━━━ DATA SECTION ━━━

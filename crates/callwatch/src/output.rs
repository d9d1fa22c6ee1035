//! Output formatting: table, JSON, plain.
//!
//! Renders data in the format selected by `--output`. Table uses `tabled`,
//! structured formats use serde, plain emits one identifier per line.

use std::io::{self, IsTerminal, Write};

use owo_colors::OwoColorize;
use tabled::{Table, Tabled, settings::Style};

use callwatch_core::{ConnectionPhase, EmergencyCall, SyncState, Urgency};

use crate::cli::{ColorMode, OutputFormat};
use crate::error::CliError;

const DESCRIPTION_WIDTH: usize = 48;

// ── Color helpers ────────────────────────────────────────────────────

/// Determine whether color output should be enabled.
pub fn should_color(mode: ColorMode) -> bool {
    match mode {
        ColorMode::Always => true,
        ColorMode::Never => false,
        ColorMode::Auto => io::stdout().is_terminal() && std::env::var("NO_COLOR").is_err(),
    }
}

pub fn paint_urgency(urgency: Urgency, color: bool) -> String {
    let label = urgency.to_string();
    if !color {
        return label;
    }
    match urgency {
        Urgency::Critical => label.red().bold().to_string(),
        Urgency::High => label.yellow().to_string(),
        Urgency::Medium => label.blue().to_string(),
        Urgency::Low => label.green().to_string(),
    }
}

/// One-line connection status, e.g. `live` or `degraded (polling): ...`.
pub fn status_line(sync: &SyncState, color: bool) -> String {
    let mut text = sync.phase.to_string();
    if sync.fallback_active {
        text.push_str(" (polling)");
    }
    if let Some(ref err) = sync.error {
        text.push_str(": ");
        text.push_str(err);
    }
    if !color {
        return text;
    }
    match sync.phase {
        ConnectionPhase::Live => text.green().to_string(),
        ConnectionPhase::Degraded | ConnectionPhase::Reconnecting => text.yellow().to_string(),
        ConnectionPhase::Disconnected | ConnectionPhase::Stopped => text.red().to_string(),
        ConnectionPhase::Idle | ConnectionPhase::Connecting => text.cyan().to_string(),
    }
}

// ── Call rows ────────────────────────────────────────────────────────

#[derive(Tabled)]
pub struct CallRow {
    #[tabled(rename = "ID")]
    id: String,
    #[tabled(rename = "URGENCY")]
    urgency: String,
    #[tabled(rename = "TIME")]
    time: String,
    #[tabled(rename = "LOCATION")]
    location: String,
    #[tabled(rename = "DESCRIPTION")]
    description: String,
}

impl From<&EmergencyCall> for CallRow {
    fn from(call: &EmergencyCall) -> Self {
        Self {
            id: call.id.clone(),
            urgency: call.urgency.to_string(),
            time: display_time(call),
            location: format!("{:.4}, {:.4}", call.location.latitude, call.location.longitude),
            description: truncate(&call.description, DESCRIPTION_WIDTH),
        }
    }
}

fn display_time(call: &EmergencyCall) -> String {
    call.occurred_at().map_or_else(
        || call.timestamp.clone(),
        |at| at.format("%Y-%m-%d %H:%M:%S").to_string(),
    )
}

fn truncate(text: &str, width: usize) -> String {
    if text.chars().count() <= width {
        return text.to_owned();
    }
    let mut out: String = text.chars().take(width.saturating_sub(3)).collect();
    out.push_str("...");
    out
}

/// Multi-line detail view of a single call.
pub fn call_detail(call: &EmergencyCall, color: bool) -> String {
    use std::fmt::Write;

    let mut out = String::new();
    let _ = writeln!(out, "ID:          {}", call.id);
    let _ = writeln!(out, "Urgency:     {}", paint_urgency(call.urgency, color));
    let _ = writeln!(out, "Time:        {}", display_time(call));
    let _ = writeln!(
        out,
        "Location:    {:.6}, {:.6}",
        call.location.latitude, call.location.longitude
    );
    if let Some(ref address) = call.location.address {
        let _ = writeln!(out, "Address:     {address}");
    }
    let _ = write!(out, "Description: {}", call.description);
    out
}

// ── Render dispatchers ───────────────────────────────────────────────

/// Render a list of serde-serializable + tabled items in the chosen format.
pub fn render_list<T, R>(
    format: OutputFormat,
    data: &[T],
    to_row: impl Fn(&T) -> R,
    id_fn: impl Fn(&T) -> String,
) -> Result<String, CliError>
where
    T: serde::Serialize,
    R: Tabled,
{
    Ok(match format {
        OutputFormat::Table => {
            let rows: Vec<R> = data.iter().map(to_row).collect();
            render_table(&rows)
        }
        OutputFormat::Json => serde_json::to_string_pretty(data)?,
        OutputFormat::JsonCompact => serde_json::to_string(data)?,
        OutputFormat::Plain => data.iter().map(&id_fn).collect::<Vec<_>>().join("\n"),
    })
}

/// Render a single serde-serializable item in the chosen format.
pub fn render_single<T>(
    format: OutputFormat,
    data: &T,
    detail_fn: impl Fn(&T) -> String,
    id_fn: impl Fn(&T) -> String,
) -> Result<String, CliError>
where
    T: serde::Serialize,
{
    Ok(match format {
        OutputFormat::Table => detail_fn(data),
        OutputFormat::Json => serde_json::to_string_pretty(data)?,
        OutputFormat::JsonCompact => serde_json::to_string(data)?,
        OutputFormat::Plain => id_fn(data),
    })
}

/// Print the rendered output to stdout, respecting quiet mode.
pub fn print_output(output: &str, quiet: bool) {
    if quiet || output.is_empty() {
        return;
    }
    let mut stdout = io::stdout().lock();
    let _ = writeln!(stdout, "{output}");
}

fn render_table<R: Tabled>(rows: &[R]) -> String {
    Table::new(rows).with(Style::rounded()).to_string()
}
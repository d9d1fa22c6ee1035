//! `report`: record a new call.

use tracing::info;

use callwatch_api::NewCaller;
use callwatch_core::{EmergencyCall, FeedConfig};

use crate::cli::{GlobalOpts, ReportArgs};
use crate::error::CliError;
use crate::output;

fn check_range(field: &str, value: f64, limit: f64) -> Result<(), CliError> {
    if value.is_finite() && (-limit..=limit).contains(&value) {
        Ok(())
    } else {
        Err(CliError::Validation {
            field: field.into(),
            reason: format!("{value} is outside -{limit}..={limit}"),
        })
    }
}

pub async fn handle(feed: &FeedConfig, args: ReportArgs, global: &GlobalOpts) -> Result<(), CliError> {
    check_range("lat", args.lat, 90.0)?;
    check_range("lon", args.lon, 180.0)?;
    if args.description.trim().is_empty() {
        return Err(CliError::Validation {
            field: "description".into(),
            reason: "must not be empty".into(),
        });
    }

    let caller = NewCaller {
        latitude: args.lat,
        longitude: args.lon,
        severity: args.severity,
        metadata: args.description,
    };

    let client = feed.client()?;
    let record = client
        .create_caller(&caller)
        .await
        .map_err(|e| CliError::from_api(e, client.base_url()))?;
    info!(id = record.id, "call recorded");

    let call = EmergencyCall::from(record);
    let color = output::should_color(global.color);
    let out = output::render_single(
        global.output,
        &call,
        |c| output::call_detail(c, color),
        |c| c.id.clone(),
    )?;
    output::print_output(&out, global.quiet);
    Ok(())
}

━━━

=== PROBLEM DETAILS ===
Counting only lines that contain the string "FeedConfig", how many are there in the data above? Give the number alone.

=== SOLVED PROBLEM ===
2